QBillion ist in dem Sinne für mich nicht nur ein Puzzle-Spiel, es ist auch ein „Problemlösungsspiel".
Ja, es gibt auch geschlossenere Rätsel, aber die Regeln kann man beliebig für sich zum Vorteil nutzen. Das Spiel besitzt damit so eine erfrischende Klarheit, es gibt einem die Werkzeuge, seinen eigenen Weg zu suchen, das Feld zu „vereinsen“. Die meisten Level bieten mehrere Lösungswege, die Level, die es nicht tun, bringen eine gewisse Abwechslung mit rein.
Wenn bereits existierende Einserblöcke den Handlungsspielraum einschränkten, aber auch zum Durchschleusen von 2er-Blöcken genutzt werden, muss man noch mal anders an die Sache herangehen.
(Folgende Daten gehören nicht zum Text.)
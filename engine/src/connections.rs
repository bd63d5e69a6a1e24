//! Connection Manager
//!
//! Tracks live client connections and fans server messages out to them.
//! Each connection owns a bounded outbound queue drained by its socket loop
//! (see `server`), so a broadcast never waits on a slow socket: it enqueues
//! into every queue under one lock and returns.
//!
//! Holding the lock for the whole fan-out gives every client the same
//! relative order of messages. A connection whose queue is closed or full is
//! dropped from the set after the fan-out completes; other connections are
//! unaffected.

use sdk::errors::EngineError;
use sdk::protocol::ServerMessage;
use std::collections::BTreeMap;
use std::fmt;
use std::sync::atomic::{AtomicU64, Ordering};
use std::sync::{Mutex, MutexGuard, PoisonError};
use tokio::sync::mpsc::{self, error::TrySendError};
use tracing::{debug, info, warn};

/// Opaque handle for one client session
#[derive(Debug, Clone, Copy, PartialEq, Eq, PartialOrd, Ord, Hash)]
pub struct ConnectionId(u64);

impl fmt::Display for ConnectionId {
    fn fmt(&self, f: &mut fmt::Formatter<'_>) -> fmt::Result {
        write!(f, "conn-{}", self.0)
    }
}

pub struct ConnectionManager {
    connections: Mutex<BTreeMap<ConnectionId, mpsc::Sender<ServerMessage>>>,
    next_id: AtomicU64,
    queue_capacity: usize,
}

impl ConnectionManager {
    /// `queue_capacity` is the per-connection outbound buffer (at least 1)
    pub fn new(queue_capacity: usize) -> Self {
        Self {
            connections: Mutex::new(BTreeMap::new()),
            next_id: AtomicU64::new(1),
            queue_capacity: queue_capacity.max(1),
        }
    }

    fn lock(&self) -> MutexGuard<'_, BTreeMap<ConnectionId, mpsc::Sender<ServerMessage>>> {
        self.connections
            .lock()
            .unwrap_or_else(PoisonError::into_inner)
    }

    /// Add a connection; the receiver yields everything sent to it
    pub fn register(&self) -> (ConnectionId, mpsc::Receiver<ServerMessage>) {
        self.add(None::<fn() -> ServerMessage>)
    }

    /// Add a connection whose first message is built by `greeting`.
    ///
    /// `greeting` runs under the connection lock, so no broadcast can be
    /// queued ahead of it or slip between it and registration.
    pub fn register_with<F>(&self, greeting: F) -> (ConnectionId, mpsc::Receiver<ServerMessage>)
    where
        F: FnOnce() -> ServerMessage,
    {
        self.add(Some(greeting))
    }

    fn add<F>(&self, greeting: Option<F>) -> (ConnectionId, mpsc::Receiver<ServerMessage>)
    where
        F: FnOnce() -> ServerMessage,
    {
        let id = ConnectionId(self.next_id.fetch_add(1, Ordering::Relaxed));
        let (tx, rx) = mpsc::channel(self.queue_capacity);

        let count = {
            let mut connections = self.lock();
            if let Some(greeting) = greeting {
                // Fresh queue with capacity >= 1, cannot be full or closed
                let _ = tx.try_send(greeting());
            }
            connections.insert(id, tx);
            connections.len()
        };
        info!("Client {} connected ({} active)", id, count);

        (id, rx)
    }

    /// Remove a connection. Returns false if it was already gone.
    pub fn remove(&self, id: ConnectionId) -> bool {
        let (removed, count) = {
            let mut connections = self.lock();
            let removed = connections.remove(&id).is_some();
            (removed, connections.len())
        };
        if removed {
            info!("Client {} disconnected ({} active)", id, count);
        }
        removed
    }

    pub fn len(&self) -> usize {
        self.lock().len()
    }

    pub fn is_empty(&self) -> bool {
        self.len() == 0
    }

    /// Queue `message` for every live connection.
    ///
    /// Returns how many connections accepted it. Connections that could not
    /// take the message are removed.
    pub fn broadcast(&self, message: &ServerMessage) -> usize {
        let mut connections = self.lock();

        let mut delivered = 0;
        let mut failed = Vec::new();
        for (id, sender) in connections.iter() {
            match sender.try_send(message.clone()) {
                Ok(()) => delivered += 1,
                Err(e) => failed.push((*id, send_error(*id, &e))),
            }
        }

        for (id, error) in failed {
            connections.remove(&id);
            warn!("{}; dropping connection", error);
        }

        debug!(
            "Broadcast delivered to {} of {} connections",
            delivered,
            connections.len()
        );
        delivered
    }

    /// Queue `message` for a single connection
    pub fn send_to(&self, id: ConnectionId, message: ServerMessage) -> Result<(), EngineError> {
        let mut connections = self.lock();
        let sender = connections
            .get(&id)
            .ok_or_else(|| EngineError::ConnectionSend(id.to_string()))?;

        if let Err(e) = sender.try_send(message) {
            let error = send_error(id, &e);
            connections.remove(&id);
            warn!("{}; dropping connection", error);
            return Err(error);
        }
        Ok(())
    }
}

fn send_error<T>(id: ConnectionId, error: &TrySendError<T>) -> EngineError {
    let reason = match error {
        TrySendError::Full(_) => "outbound queue full",
        TrySendError::Closed(_) => "connection closed",
    };
    EngineError::ConnectionSend(format!("{} ({})", id, reason))
}

#[cfg(test)]
mod tests {
    use super::*;

    #[tokio::test]
    async fn test_broadcast_reaches_every_connection_in_order() {
        let manager = ConnectionManager::new(8);
        let (_a, mut rx_a) = manager.register();
        let (_b, mut rx_b) = manager.register();

        manager.broadcast(&ServerMessage::error("first"));
        manager.broadcast(&ServerMessage::error("second"));

        for rx in [&mut rx_a, &mut rx_b] {
            assert_eq!(rx.recv().await, Some(ServerMessage::error("first")));
            assert_eq!(rx.recv().await, Some(ServerMessage::error("second")));
        }
    }

    #[tokio::test]
    async fn test_closed_connection_is_removed_without_affecting_others() {
        let manager = ConnectionManager::new(8);
        let (_a, rx_a) = manager.register();
        let (_b, mut rx_b) = manager.register();
        drop(rx_a);

        assert_eq!(manager.broadcast(&ServerMessage::Pong), 1);
        assert_eq!(manager.len(), 1);
        assert_eq!(rx_b.recv().await, Some(ServerMessage::Pong));

        assert_eq!(manager.broadcast(&ServerMessage::Pong), 1);
        assert_eq!(rx_b.recv().await, Some(ServerMessage::Pong));
    }

    #[tokio::test]
    async fn test_full_queue_drops_connection() {
        let manager = ConnectionManager::new(1);
        let (slow, _rx_slow) = manager.register();
        let (_fast, mut rx_fast) = manager.register();

        manager.broadcast(&ServerMessage::error("one"));
        rx_fast.recv().await;
        assert_eq!(manager.broadcast(&ServerMessage::error("two")), 1);

        assert!(!manager.remove(slow));
        assert_eq!(manager.len(), 1);
    }

    #[tokio::test]
    async fn test_send_to_targets_one_connection() {
        let manager = ConnectionManager::new(4);
        let (a, mut rx_a) = manager.register();
        let (_b, mut rx_b) = manager.register();

        manager.send_to(a, ServerMessage::Pong).unwrap();
        assert_eq!(rx_a.recv().await, Some(ServerMessage::Pong));
        assert!(rx_b.try_recv().is_err());
    }

    #[test]
    fn test_send_to_unknown_connection() {
        let manager = ConnectionManager::new(4);
        let (id, _rx) = manager.register();
        assert!(manager.remove(id));
        assert!(matches!(
            manager.send_to(id, ServerMessage::Pong),
            Err(EngineError::ConnectionSend(_))
        ));
    }

    #[tokio::test]
    async fn test_greeting_is_first_message() {
        let manager = ConnectionManager::new(4);
        let (_id, mut rx) = manager.register_with(|| ServerMessage::error("hello"));
        manager.broadcast(&ServerMessage::Pong);

        assert_eq!(rx.recv().await, Some(ServerMessage::error("hello")));
        assert_eq!(rx.recv().await, Some(ServerMessage::Pong));
    }

    #[test]
    fn test_ids_are_unique() {
        let manager = ConnectionManager::new(4);
        let (a, _ra) = manager.register();
        let (b, _rb) = manager.register();
        assert_ne!(a, b);
        assert_eq!(manager.len(), 2);
    }
}
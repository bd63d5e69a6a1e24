//! Map state and tool result types

use serde::{Deserialize, Serialize};
use std::fmt;
use std::ops::RangeInclusive;

/// Valid latitude range in degrees
pub const LATITUDE_RANGE: RangeInclusive<f64> = -90.0..=90.0;

/// Valid longitude range in degrees
pub const LONGITUDE_RANGE: RangeInclusive<f64> = -180.0..=180.0;

/// The last operation that mutated the map
#[derive(Debug, Clone, Copy, Serialize, Deserialize, PartialEq, Eq, Default)]
#[serde(rename_all = "snake_case")]
pub enum LastAction {
    Navigate,
    Zoom,
    Geocode,
    #[default]
    None,
}

impl fmt::Display for LastAction {
    fn fmt(&self, f: &mut fmt::Formatter<'_>) -> fmt::Result {
        match self {
            LastAction::Navigate => write!(f, "navigate"),
            LastAction::Zoom => write!(f, "zoom"),
            LastAction::Geocode => write!(f, "geocode"),
            LastAction::None => write!(f, "none"),
        }
    }
}

/// Snapshot of the shared map.
///
/// A `MapState` value is always a full, self-consistent copy. The store hands
/// these out by value, so holding one never blocks writers and a snapshot can
/// never observe a later mutation.
#[derive(Debug, Clone, Copy, Serialize, Deserialize, PartialEq)]
pub struct MapState {
    /// Center latitude in degrees, within [`LATITUDE_RANGE`]
    pub latitude: f64,

    /// Center longitude in degrees, within [`LONGITUDE_RANGE`]
    pub longitude: f64,

    /// Zoom level, within the configured zoom bounds
    pub zoom: u8,

    /// Operation that produced this state
    pub last_action: LastAction,

    /// Incremented once per accepted mutation
    pub version: u64,
}

impl MapState {
    /// Initial state at process start (version 0, no action yet)
    pub fn initial(latitude: f64, longitude: f64, zoom: u8) -> Self {
        Self {
            latitude,
            longitude,
            zoom,
            last_action: LastAction::None,
            version: 0,
        }
    }

    /// Copy of this state centered on a new position
    pub fn with_position(self, latitude: f64, longitude: f64, action: LastAction) -> Self {
        Self {
            latitude,
            longitude,
            last_action: action,
            ..self
        }
    }

    /// Copy of this state at a new zoom level
    pub fn with_zoom(self, zoom: u8) -> Self {
        Self {
            zoom,
            last_action: LastAction::Zoom,
            ..self
        }
    }
}

/// Returns true if both coordinates are finite and inside their ranges
pub fn coordinates_in_range(latitude: f64, longitude: f64) -> bool {
    LATITUDE_RANGE.contains(&latitude) && LONGITUDE_RANGE.contains(&longitude)
}

/// Outcome of a single tool execution
#[derive(Debug, Clone, Copy, Serialize, Deserialize, PartialEq, Eq)]
#[serde(rename_all = "snake_case")]
pub enum ToolOutcome {
    Success,
    Failure,
}

/// Structured result of one tool call.
///
/// Fed back into the conversation so the model can react to it, and mirrored
/// to clients as a `tool_progress` message.
#[derive(Debug, Clone, Serialize, Deserialize, PartialEq)]
pub struct ToolResult {
    /// Name of the tool as requested by the model
    pub tool: String,

    pub outcome: ToolOutcome,

    /// Human-readable description of what happened
    pub summary: String,

    /// State after the mutation; `None` when nothing was mutated
    pub state_snapshot: Option<MapState>,
}

impl ToolResult {
    /// Create a success result carrying the post-mutation snapshot
    pub fn success(tool: impl Into<String>, summary: impl Into<String>, state: MapState) -> Self {
        Self {
            tool: tool.into(),
            outcome: ToolOutcome::Success,
            summary: summary.into(),
            state_snapshot: Some(state),
        }
    }

    /// Create a failure result; failures never carry a snapshot
    pub fn failure(tool: impl Into<String>, summary: impl Into<String>) -> Self {
        Self {
            tool: tool.into(),
            outcome: ToolOutcome::Failure,
            summary: summary.into(),
            state_snapshot: None,
        }
    }

    /// Whether the tool succeeded
    pub fn is_success(&self) -> bool {
        self.outcome == ToolOutcome::Success
    }
}
//! Shared fixtures: a scripted completion provider and an in-memory geocoder
#![allow(dead_code)]

use async_trait::async_trait;
use std::collections::{HashMap, VecDeque};
use std::sync::atomic::{AtomicUsize, Ordering};
use std::sync::{Arc, Mutex};
use std::time::Duration;
use tokio::sync::mpsc;

use sdk::protocol::ServerMessage;
use sdk::types::MapState;
use waypoint_engine::agent::{Orchestrator, OrchestratorSettings};
use waypoint_engine::config::{GeocodingConfig, MapConfig};
use waypoint_engine::connections::ConnectionManager;
use waypoint_engine::geocoding::{GeocodeCandidate, GeocodeError, Geocoder};
use waypoint_engine::llm::{
    AssistantMessage, LLMError, LLMProvider, Message, ToolCall, ToolDefinition,
};
use waypoint_engine::map_state::MapStateStore;
use waypoint_engine::tools::{ToolExecutor, ToolRegistry};

/// Completion provider that replays a fixed script, then repeats a fallback
pub struct ScriptedProvider {
    script: Mutex<VecDeque<Result<AssistantMessage, LLMError>>>,
    fallback: Option<AssistantMessage>,
    delay: Option<Duration>,
    calls: AtomicUsize,
    histories: Mutex<Vec<Vec<Message>>>,
}

impl ScriptedProvider {
    pub fn new(script: Vec<Result<AssistantMessage, LLMError>>) -> Self {
        Self {
            script: Mutex::new(script.into()),
            fallback: None,
            delay: None,
            calls: AtomicUsize::new(0),
            histories: Mutex::new(Vec::new()),
        }
    }

    pub fn replies(replies: Vec<AssistantMessage>) -> Self {
        Self::new(replies.into_iter().map(Ok).collect())
    }

    /// Reply with `reply` forever once the script runs out
    pub fn repeating(mut self, reply: AssistantMessage) -> Self {
        self.fallback = Some(reply);
        self
    }

    /// Sleep before every reply
    pub fn with_delay(mut self, delay: Duration) -> Self {
        self.delay = Some(delay);
        self
    }

    pub fn calls(&self) -> usize {
        self.calls.load(Ordering::SeqCst)
    }

    /// Message history received on call `index`
    pub fn history(&self, index: usize) -> Vec<Message> {
        self.histories.lock().unwrap()[index].clone()
    }
}

#[async_trait]
impl LLMProvider for ScriptedProvider {
    fn name(&self) -> &str {
        "scripted"
    }

    async fn complete(
        &self,
        messages: &[Message],
        _tools: &[ToolDefinition],
    ) -> Result<AssistantMessage, LLMError> {
        self.calls.fetch_add(1, Ordering::SeqCst);
        self.histories.lock().unwrap().push(messages.to_vec());

        if let Some(delay) = self.delay {
            tokio::time::sleep(delay).await;
        }

        let next = self.script.lock().unwrap().pop_front();
        match next {
            Some(step) => step,
            None => match &self.fallback {
                Some(reply) => Ok(reply.clone()),
                None => Err(LLMError::InvalidRequest("script exhausted".to_string())),
            },
        }
    }
}

/// Geocoder answering from a fixed table; the query "timeout" times out
#[derive(Default)]
pub struct TableGeocoder {
    table: HashMap<String, Vec<GeocodeCandidate>>,
    lookups: AtomicUsize,
}

impl TableGeocoder {
    pub fn new() -> Self {
        Self::default()
    }

    pub fn with(mut self, query: &str, candidates: Vec<GeocodeCandidate>) -> Self {
        self.table.insert(query.to_string(), candidates);
        self
    }

    pub fn lookups(&self) -> usize {
        self.lookups.load(Ordering::SeqCst)
    }
}

#[async_trait]
impl Geocoder for TableGeocoder {
    fn name(&self) -> &str {
        "table"
    }

    async fn geocode(&self, query: &str) -> Result<Vec<GeocodeCandidate>, GeocodeError> {
        self.lookups.fetch_add(1, Ordering::SeqCst);
        if query == "timeout" {
            return Err(GeocodeError::Timeout);
        }
        Ok(self.table.get(query).cloned().unwrap_or_default())
    }
}

pub fn candidate(name: &str, latitude: f64, longitude: f64, confidence: f64) -> GeocodeCandidate {
    GeocodeCandidate {
        name: name.to_string(),
        latitude,
        longitude,
        confidence,
    }
}

pub fn call(name: &str, arguments: serde_json::Value) -> ToolCall {
    ToolCall::generated(name, arguments.to_string())
}

pub fn tool_round(calls: Vec<ToolCall>) -> AssistantMessage {
    AssistantMessage::with_tool_calls(calls)
}

pub struct Harness {
    pub orchestrator: Arc<Orchestrator>,
    pub provider: Arc<ScriptedProvider>,
    pub geocoder: Arc<TableGeocoder>,
    pub store: Arc<MapStateStore>,
    pub connections: Arc<ConnectionManager>,
}

pub struct HarnessOptions {
    pub max_rounds: usize,
    pub completion_deadline: Duration,
    pub initial: MapState,
    pub queue_capacity: usize,
}

impl Default for HarnessOptions {
    fn default() -> Self {
        Self {
            max_rounds: 6,
            completion_deadline: Duration::from_secs(5),
            initial: MapState::initial(0.0, 0.0, 2),
            queue_capacity: 64,
        }
    }
}

pub fn harness(provider: ScriptedProvider, geocoder: TableGeocoder) -> Harness {
    harness_with(provider, geocoder, HarnessOptions::default())
}

pub fn harness_with(
    provider: ScriptedProvider,
    geocoder: TableGeocoder,
    options: HarnessOptions,
) -> Harness {
    let provider = Arc::new(provider);
    let geocoder = Arc::new(geocoder);
    let store = Arc::new(MapStateStore::new(options.initial));
    let connections = Arc::new(ConnectionManager::new(options.queue_capacity));

    let executor = ToolExecutor::new(
        Arc::clone(&store),
        Arc::clone(&geocoder) as Arc<dyn Geocoder>,
        MapConfig::default(),
        &GeocodingConfig::default(),
    );

    let orchestrator = Arc::new(Orchestrator::new(
        Arc::clone(&provider) as Arc<dyn LLMProvider>,
        Arc::new(ToolRegistry::with_defaults()),
        Arc::new(executor),
        Arc::clone(&connections),
        OrchestratorSettings {
            max_rounds: options.max_rounds,
            completion_deadline: options.completion_deadline,
            system_prompt: None,
        },
    ));

    Harness {
        orchestrator,
        provider,
        geocoder,
        store,
        connections,
    }
}

/// Everything currently queued for a connection
pub fn drain(rx: &mut mpsc::Receiver<ServerMessage>) -> Vec<ServerMessage> {
    let mut messages = Vec::new();
    while let Ok(message) = rx.try_recv() {
        messages.push(message);
    }
    messages
}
Umso spezieller sind die Level, bei denen Blöcke auch Symbole haben. Was vorher ein „Quadrat des Todes" war, kann nun aufgelöst werden. Blöcke, die zum Zeitpunkt X noch feststecken, kann man später noch mal zurück holen. Häufig müssen nicht mehr umständlich Brücken aus 2er-Blöcken gebaut werden, es ist sogar hinderlich, weil diese sich bei gleichem Symbol automatisch auflösen.
Gleichzeitig müssen aber Symbolblöcke auf jeden Fall am Ende des Levels alle verschwunden sein. Das gibt dem Ganzen noch mal eine weitere Dynamik, und gerade diese Level sind noch mal ein Stück offener.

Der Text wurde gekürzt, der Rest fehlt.